---
tags: programming languages
---
(part of a course on programming languages)
# Syntax of Lambda Calculus
**Prerequisites:** Context-free grammars, concrete syntax trees, abstract syntax trees, how to generate a parser using `bnfc`.
**Learning Outcomes:** After having worked through the exercises and homework, students will be able to
- check whether a string is a lambda calculus program,
- construct the abstract syntax tree of a lambda calculus program.
*Remark:* A program is by definition syntactically correct (otherwise it is not a program in the first place). But we sometimes say "syntactically correct program" or "legal program" or "well-formed program" for emphasis.
**Videos:**
- [Syntax of Lambda Calculus](https://youtu.be/D0kH1BpNr14)
- [Parsing Lambda Calculus Expressions 1](https://youtu.be/eYstx7uuE6c)
- [Parsing Lambda Calculus Expressions 2](https://youtu.be/yls1NEUlzZA)
---
When you see the $\lambda$-calculus for the first time, it will look weird. Watch the [video preview](https://youtu.be/D0kH1BpNr14) to see that you already know some of the basic ideas.
---
We will use what we learned about the calculator in order to define our first programming language, the ***$\lambda$-calculus*** or ***lambda calculus***.
**Discussion:** A calculator shares many features with a programming language. What is missing from a calculator?
## Overview
Lambda calculus has only three programming constructs:
- **Abstraction:** If $e$ is a program (also called an expression in lambda calculus), possibly containing a variable $x$, then
$$\lambda x.e$$ is the program (or function), which has as a formal parameter $x$. This is called abstraction, because the program $\lambda x.e$ does not depend on $x$ anymore, $x$ is abstracted away.
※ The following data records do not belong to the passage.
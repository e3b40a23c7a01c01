use std::error::Error;
use std::path::PathBuf;

#[derive(Clone, Default)]
pub struct OpContext {
    /// Optional custom config directory (defaults to ~/.spandrive)
    pub config_path: Option<PathBuf>,
}

impl OpContext {
    pub fn new(config_path: Option<PathBuf>) -> Self {
        Self { config_path }
    }
}

#[async_trait::async_trait]
pub trait Op: Send + Sync {
    type Error: Error + Send + Sync + 'static;
    type Output;

    async fn execute(&self, ctx: &OpContext) -> Result<Self::Output, Self::Error>;
}

#[macro_export]
macro_rules! command_enum {
    ($(($variant:ident, $type:ty)),* $(,)?) => {
        #[derive(Subcommand, Debug, Clone)]
        pub enum Command {
            $($variant($type),)*
        }

        #[derive(Debug)]
        pub enum OpOutput {
            $($variant(<$type as $crate::op::Op>::Output),)*
        }

        #[derive(Debug, thiserror::Error)]
        pub enum OpError {
            $(
                #[error(transparent)]
                $variant(<$type as $crate::op::Op>::Error),
            )*
        }

        #[async_trait::async_trait]
        impl $crate::op::Op for Command {
            type Output = OpOutput;
            type Error = OpError;

            async fn execute(&self, ctx: &$crate::op::OpContext) -> Result<Self::Output, Self::Error> {
                match self {
                    $(
                        Command::$variant(op) => {
                            op.execute(ctx).await
                                .map(OpOutput::$variant)
                                .map_err(OpError::$variant)
                        },
                    )*
                }
            }
        }

        impl std::fmt::Display for OpOutput {
            fn fmt(&self, f: &mut std::fmt::Formatter<'_>) -> std::fmt::Result {
                match self {
                    $(
                        OpOutput::$variant(output) => write!(f, "{}", output),
                    )*
                }
            }
        }
    };
}
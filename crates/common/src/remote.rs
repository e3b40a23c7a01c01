use std::sync::Arc;

use async_trait::async_trait;
use serde::{Deserialize, Serialize};

use crate::account::AuthError;
use crate::bundle::AccountCredentials;

/**
 * Remote-storage boundary
 * =======================
 * Everything here is consumed from outside this crate: a transport
 *  implements `RemoteStore` for one authenticated account, and a
 *  `Connector` turns raw credentials into such a store. The crate
 *  itself never talks to the network.
 */

/// Reserved mime type marking an index-tree entry as a directory.
pub const DIR_MIME_TYPE: &str = "application/vnd.spandrive.folder";

/// An authenticated handle onto a single account.
pub type Session = Arc<dyn RemoteStore>;

impl std::fmt::Debug for dyn RemoteStore {
    fn fmt(&self, f: &mut std::fmt::Formatter<'_>) -> std::fmt::Result {
        f.write_str("RemoteStore")
    }
}

/// Metadata for one index-tree entry or raw object.
#[derive(Debug, Clone, PartialEq, Eq, Serialize, Deserialize)]
pub struct RemoteFile {
    pub id: String,
    pub name: String,
    pub mime_type: String,
    /// Descriptive metadata field carrying the placeholder annotation.
    /// Empty or absent means the bytes live in the account owning this
    /// entry.
    #[serde(default)]
    pub annotation: Option<String>,
    #[serde(default)]
    pub size: Option<u64>,
}

impl RemoteFile {
    pub fn is_dir(&self) -> bool {
        self.mime_type == DIR_MIME_TYPE
    }

    /// The annotation, if present and non-empty.
    pub fn annotation(&self) -> Option<&str> {
        self.annotation.as_deref().filter(|a| !a.is_empty())
    }
}

/// Live storage quota for one account.
#[derive(Debug, Clone, Copy, PartialEq, Eq, Default, Serialize, Deserialize)]
pub struct Quota {
    pub limit: u64,
    pub usage: u64,
}

impl Quota {
    pub fn free(&self) -> u64 {
        self.limit.saturating_sub(self.usage)
    }
}

#[derive(Debug, thiserror::Error)]
pub enum RemoteError {
    #[error("object not found: {0}")]
    NotFound(String),
    #[error("remote api error: {0}")]
    Api(String),
    #[error("remote unreachable: {0}")]
    Unreachable(String),
}

/// Operations this crate consumes from a single account's storage API.
#[async_trait]
pub trait RemoteStore: Send + Sync {
    /// Fetch an entry's current metadata.
    async fn metadata(&self, id: &str) -> Result<RemoteFile, RemoteError>;

    /// List the direct children of a directory entry.
    async fn list_children(&self, parent_id: &str) -> Result<Vec<RemoteFile>, RemoteError>;

    /// Delete one object by id.
    async fn delete(&self, id: &str) -> Result<(), RemoteError>;

    /// Query the account's storage quota.
    async fn quota(&self) -> Result<Quota, RemoteError>;
}

/// Turns raw account credentials into an authenticated session.
#[async_trait]
pub trait Connector: Send + Sync {
    async fn connect(&self, credentials: &AccountCredentials) -> Result<Session, AuthError>;
}
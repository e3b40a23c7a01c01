/// Lightweight test harness for pool and cascade tests.
///
/// Provides an in-memory `RemoteStore`/`Connector` pair so multi-account
/// scenarios can run in-process without a transport.
///
/// # Example
///
/// ```rust,ignore
/// use common::testkit::{credentials, MemoryConnector, MemoryRemote};
///
/// let connector = MemoryConnector::new();
/// let store = MemoryRemote::with_quota(1 << 30, 0);
/// connector.register("sa01@accounts.test", store.clone());
/// ```
mod memory;

pub use memory::{MemoryConnector, MemoryRemote};

use crate::bundle::AccountCredentials;

/// Minimal credentials for one test account.
pub fn credentials(client_email: &str) -> AccountCredentials {
    AccountCredentials {
        client_email: client_email.to_string(),
        key: None,
        rest: serde_json::Map::new(),
    }
}
//! Shared test utilities for pool and cascade integration tests
#![allow(dead_code)]

use std::sync::Arc;

use common::account::AccountIdentity;
use common::placeholder::Placeholder;
use common::pool::AccountPool;
use common::remote::{RemoteFile, DIR_MIME_TYPE};
use common::testkit::{credentials, MemoryConnector, MemoryRemote};

pub const INDEX_EMAIL: &str = "index@accounts.test";

/// Set up a pool with one index account and one storage account per
/// `(name, limit, usage)` entry. Returns the pool, the connector, the
/// index store, and the storage stores in pool order.
pub fn setup_pool(
    quotas: &[(&str, u64, u64)],
) -> (
    Arc<AccountPool>,
    MemoryConnector,
    MemoryRemote,
    Vec<MemoryRemote>,
) {
    let connector = MemoryConnector::new();

    let index_store = MemoryRemote::new();
    connector.register(INDEX_EMAIL, index_store.clone());
    let index = Arc::new(AccountIdentity::new("index", credentials(INDEX_EMAIL)));

    let mut stores = Vec::new();
    let mut storage = Vec::new();
    for (name, limit, usage) in quotas {
        let email = format!("{name}@accounts.test");
        let store = MemoryRemote::with_quota(*limit, *usage);
        connector.register(&email, store.clone());
        storage.push(Arc::new(AccountIdentity::new(*name, credentials(&email))));
        stores.push(store);
    }

    let pool = Arc::new(AccountPool::new(
        index,
        storage,
        Arc::new(connector.clone()),
    ));
    (pool, connector, index_store, stores)
}

pub fn file(id: &str, name: &str) -> RemoteFile {
    RemoteFile {
        id: id.to_string(),
        name: name.to_string(),
        mime_type: "application/octet-stream".to_string(),
        annotation: None,
        size: None,
    }
}

pub fn dir(id: &str, name: &str) -> RemoteFile {
    RemoteFile {
        id: id.to_string(),
        name: name.to_string(),
        mime_type: DIR_MIME_TYPE.to_string(),
        annotation: None,
        size: None,
    }
}

/// Seed a placeholder leaf: the real object in `owner_store` and the
/// annotated index entry under `parent_id`.
pub fn seed_leaf(
    index_store: &MemoryRemote,
    owner_store: &MemoryRemote,
    parent_id: &str,
    entry_id: &str,
    object_id: &str,
    name: &str,
    owner_name: &str,
) {
    let object = owner_store.seed_file(object_id, name);
    let annotation = Placeholder::for_object(&object, owner_name)
        .encode()
        .unwrap();
    index_store.seed_annotated(parent_id, entry_id, name, &annotation);
}
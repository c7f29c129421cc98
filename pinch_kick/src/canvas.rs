//! Software rendering surface — a plain ARGB framebuffer.
//!
//! Two fill primitives cover everything the instrument draws: opaque
//! corner-anchored rectangles for the ambient key motifs, and
//! alpha-blended center-anchored grayscale squares for kick layers. The
//! pipeline hands this layer *unclamped* alphas; clamping to [0, 255]
//! happens here, so over-aged layers simply stop contributing.

/// An ARGB (`0xAARRGGBB`) pixel buffer.
#[derive(Clone, Debug)]
pub struct Surface {
    width: usize,
    height: usize,
    buf: Vec<u32>,
}

impl Surface {
    pub fn new(width: usize, height: usize, fill: u32) -> Self {
        Surface {
            width,
            height,
            buf: vec![fill; width * height],
        }
    }

    pub fn width(&self) -> usize {
        self.width
    }

    pub fn height(&self) -> usize {
        self.height
    }

    pub fn buf(&self) -> &[u32] {
        &self.buf
    }

    pub fn pixel(&self, x: usize, y: usize) -> u32 {
        self.buf[y * self.width + x]
    }

    pub fn clear(&mut self, color: u32) {
        self.buf.fill(color);
    }

    /// Opaque corner-anchored rectangle fill. Portions outside the
    /// surface are clipped; negative coordinates clip the same way.
    pub fn fill_rect(&mut self, x: f32, y: f32, w: f32, h: f32, color: u32) {
        let x0 = x.max(0.0) as usize;
        let y0 = y.max(0.0) as usize;
        let x1 = ((x + w).max(0.0) as usize).min(self.width);
        let y1 = ((y + h).max(0.0) as usize).min(self.height);
        for row in y0..y1 {
            for col in x0..x1 {
                self.buf[row * self.width + col] = color;
            }
        }
    }

    /// Alpha-blended grayscale square centered on `(cx, cy)`.
    ///
    /// `alpha` is in 0..255 terms and may arrive outside that range; it
    /// is clamped, so alpha ≤ 0 is a no-op and alpha ≥ 255 paints solid.
    pub fn fill_square_centered(&mut self, cx: f32, cy: f32, side: f32, gray: u8, alpha: f32) {
        let a = alpha.clamp(0.0, 255.0) / 255.0;
        if a <= 0.0 || side <= 0.0 {
            return;
        }
        let half = side / 2.0;
        let x0 = (cx - half).max(0.0) as usize;
        let y0 = (cy - half).max(0.0) as usize;
        let x1 = ((cx + half).max(0.0) as usize).min(self.width);
        let y1 = ((cy + half).max(0.0) as usize).min(self.height);

        let g = gray as f32;
        for row in y0..y1 {
            for col in x0..x1 {
                let dst = self.buf[row * self.width + col];
                self.buf[row * self.width + col] = blend_gray(dst, g, a);
            }
        }
    }

    /// Copy `src` onto this surface with its top-left at `(x, y)`.
    pub fn blit(&mut self, src: &Surface, x: usize, y: usize) {
        let w = src.width.min(self.width.saturating_sub(x));
        let h = src.height.min(self.height.saturating_sub(y));
        for row in 0..h {
            let dst_start = (y + row) * self.width + x;
            let src_start = row * src.width;
            self.buf[dst_start..dst_start + w].copy_from_slice(&src.buf[src_start..src_start + w]);
        }
    }
}

/// Blend a grayscale value over a packed ARGB pixel at opacity `a` (0..1).
fn blend_gray(dst: u32, gray: f32, a: f32) -> u32 {
    let mix = |shift: u32| {
        let d = ((dst >> shift) & 0xFF) as f32;
        ((gray * a + d * (1.0 - a)) as u32) << shift
    };
    0xFF00_0000 | mix(16) | mix(8) | mix(0)
}

// ════════════════════════════════════════════════════════════════════════════
// Tests
// ════════════════════════════════════════════════════════════════════════════

#[cfg(test)]
mod tests {
    use super::*;

    #[test]
    fn fill_rect_clips_to_surface() {
        let mut s = Surface::new(4, 4, 0xFF000000);
        s.fill_rect(2.0, 2.0, 10.0, 10.0, 0xFFFFFFFF);
        assert_eq!(s.pixel(1, 1), 0xFF000000);
        assert_eq!(s.pixel(2, 2), 0xFFFFFFFF);
        assert_eq!(s.pixel(3, 3), 0xFFFFFFFF);
    }

    #[test]
    fn centered_square_covers_expected_pixels() {
        let mut s = Surface::new(8, 8, 0xFF000000);
        s.fill_square_centered(4.0, 4.0, 4.0, 255, 255.0);
        assert_eq!(s.pixel(2, 2), 0xFFFFFFFF);
        assert_eq!(s.pixel(5, 5), 0xFFFFFFFF);
        assert_eq!(s.pixel(1, 1), 0xFF000000);
        assert_eq!(s.pixel(6, 6), 0xFF000000);
    }

    #[test]
    fn negative_alpha_is_a_noop() {
        let mut s = Surface::new(4, 4, 0xFF123456);
        s.fill_square_centered(2.0, 2.0, 4.0, 255, -30.0);
        assert_eq!(s.pixel(2, 2), 0xFF123456);
    }

    #[test]
    fn half_alpha_blends_toward_gray() {
        let mut s = Surface::new(2, 2, 0xFF000000);
        s.fill_square_centered(1.0, 1.0, 2.0, 255, 127.5);
        let px = s.pixel(0, 0);
        let r = (px >> 16) & 0xFF;
        assert!((126..=128).contains(&r), "r = {r}");
        assert_eq!(px >> 24, 0xFF);
    }

    #[test]
    fn oversized_alpha_paints_solid() {
        let mut s = Surface::new(2, 2, 0xFF000000);
        s.fill_square_centered(1.0, 1.0, 2.0, 200, 400.0);
        assert_eq!(s.pixel(0, 0), 0xFFC8C8C8);
    }

    #[test]
    fn blit_copies_whole_surface() {
        let mut dst = Surface::new(4, 4, 0xFF000000);
        let mut src = Surface::new(4, 4, 0xFF00FF00);
        src.fill_rect(0.0, 0.0, 1.0, 1.0, 0xFFFF0000);
        dst.blit(&src, 0, 0);
        assert_eq!(dst.pixel(0, 0), 0xFFFF0000);
        assert_eq!(dst.pixel(3, 3), 0xFF00FF00);
    }
}
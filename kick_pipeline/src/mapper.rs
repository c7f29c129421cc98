//! Trigger position → one-shot playback parameters.

use crate::detector::CanvasSize;

/// Unclamped linear interpolation of `v` from `[in_min, in_max]` to
/// `[out_min, out_max]`. Values outside the input range extrapolate.
pub fn map_range(v: f32, in_min: f32, in_max: f32, out_min: f32, out_max: f32) -> f32 {
    out_min + (v - in_min) / (in_max - in_min) * (out_max - out_min)
}

/// Parameters for one shot of the shared sample voice.
#[derive(Clone, Copy, Debug, PartialEq)]
pub struct ShotParams {
    /// Playback rate multiplier.
    pub rate: f32,
    /// Stereo pan, nominally -1 (left) .. 1 (right).
    pub pan: f32,
    /// Linear amplitude, 0..1.
    pub amplitude: f32,
}

/// Derive shot parameters from a trigger's canvas x position.
///
/// The rate deliberately spans the *height* range rather than the width,
/// giving an inverse-feeling pitch response across most of a landscape
/// canvas; x positions beyond the canvas height extrapolate past 1.3.
pub fn shot_params(x: f32, canvas: CanvasSize) -> ShotParams {
    ShotParams {
        rate: map_range(x, 0.1, canvas.h, 0.5, 1.3),
        pan: map_range(x, 0.1, canvas.w, -1.0, 1.0),
        amplitude: 1.0,
    }
}

// ════════════════════════════════════════════════════════════════════════════
// Tests
// ════════════════════════════════════════════════════════════════════════════

#[cfg(test)]
mod tests {
    use super::*;
    use assert_approx_eq::assert_approx_eq;

    #[test]
    fn map_range_endpoints() {
        assert_approx_eq!(map_range(0.0, 0.0, 10.0, -1.0, 1.0), -1.0);
        assert_approx_eq!(map_range(10.0, 0.0, 10.0, -1.0, 1.0), 1.0);
    }

    #[test]
    fn map_range_is_linear_between() {
        assert_approx_eq!(map_range(2.5, 0.0, 10.0, 0.0, 100.0), 25.0);
        assert_approx_eq!(map_range(7.5, 0.0, 10.0, 0.0, 100.0), 75.0);
    }

    #[test]
    fn map_range_extrapolates_unclamped() {
        assert_approx_eq!(map_range(20.0, 0.0, 10.0, 0.0, 1.0), 2.0);
        assert_approx_eq!(map_range(-10.0, 0.0, 10.0, 0.0, 1.0), -1.0);
    }

    #[test]
    fn shot_params_for_landscape_canvas() {
        // Trigger at x = 640 on an 800×600 canvas: the rate range is
        // height-based so 640 extrapolates past the nominal 1.3 top.
        let p = shot_params(640.0, CanvasSize::new(800.0, 600.0));
        assert_approx_eq!(p.rate, 0.5 + (640.0 - 0.1) / (600.0 - 0.1) * 0.8, 1e-4);
        assert!(p.rate > 1.3);
        assert_approx_eq!(p.pan, 0.6, 1e-3);
        assert_approx_eq!(p.amplitude, 1.0);
    }

    #[test]
    fn pan_spans_the_width() {
        let canvas = CanvasSize::new(800.0, 600.0);
        assert_approx_eq!(shot_params(0.1, canvas).pan, -1.0);
        assert_approx_eq!(shot_params(800.0, canvas).pan, 1.0, 1e-3);
    }
}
We will explain this in more detail below.
- **Application:** If $e_1$ and $e_2$ are programs then $$e_1\, e_2$$ is the program which applies the function $e_1$ to the argument $e_2$.
- **Variables:** The basic programs are just the variables.
## The Abstract Syntax of Lambda Calculus
<!--
In textbooks and articles, one often finds the following
**Definition 1 (abstract syntax):** The abstract syntax of the $\lambda$-calculus is the language defined by the grammar
$$ e ::= \lambda x.e \mid e\, e \mid x$$
where $x$ ranges over an infinite set, the elements of which are called variables.
**Activity:**
- Compare the three bullet points above with $\ e ::= \lambda x.e \mid e e \mid x\ .$ Both have the same meaning. What are the advantages of the shorter notation?
- Recall from our discussion of the calculator that abstract syntax is a syntax for trees. Build (produce, generate) some abstract syntax trees from the grammar.
-->
**Remark:** We will comment on the three clauses in turn.
- (Function definition.) $\lambda x.e$ is a function. If we compare this with a C-like language
int plus_one(int x) { return x+1 }
we note the following differences:
- No types, that is, `plus_one(x){ return x+1 }`
- No need for `return`, we just return the last value as in `plus_one(x){x+1}`
- No functions names which leaves us with `(x){x+1}` which we write as $\lambda x. x+1$, or, in ASCII, as `\x. x+1`
We will see later what to do about the `+ 1`.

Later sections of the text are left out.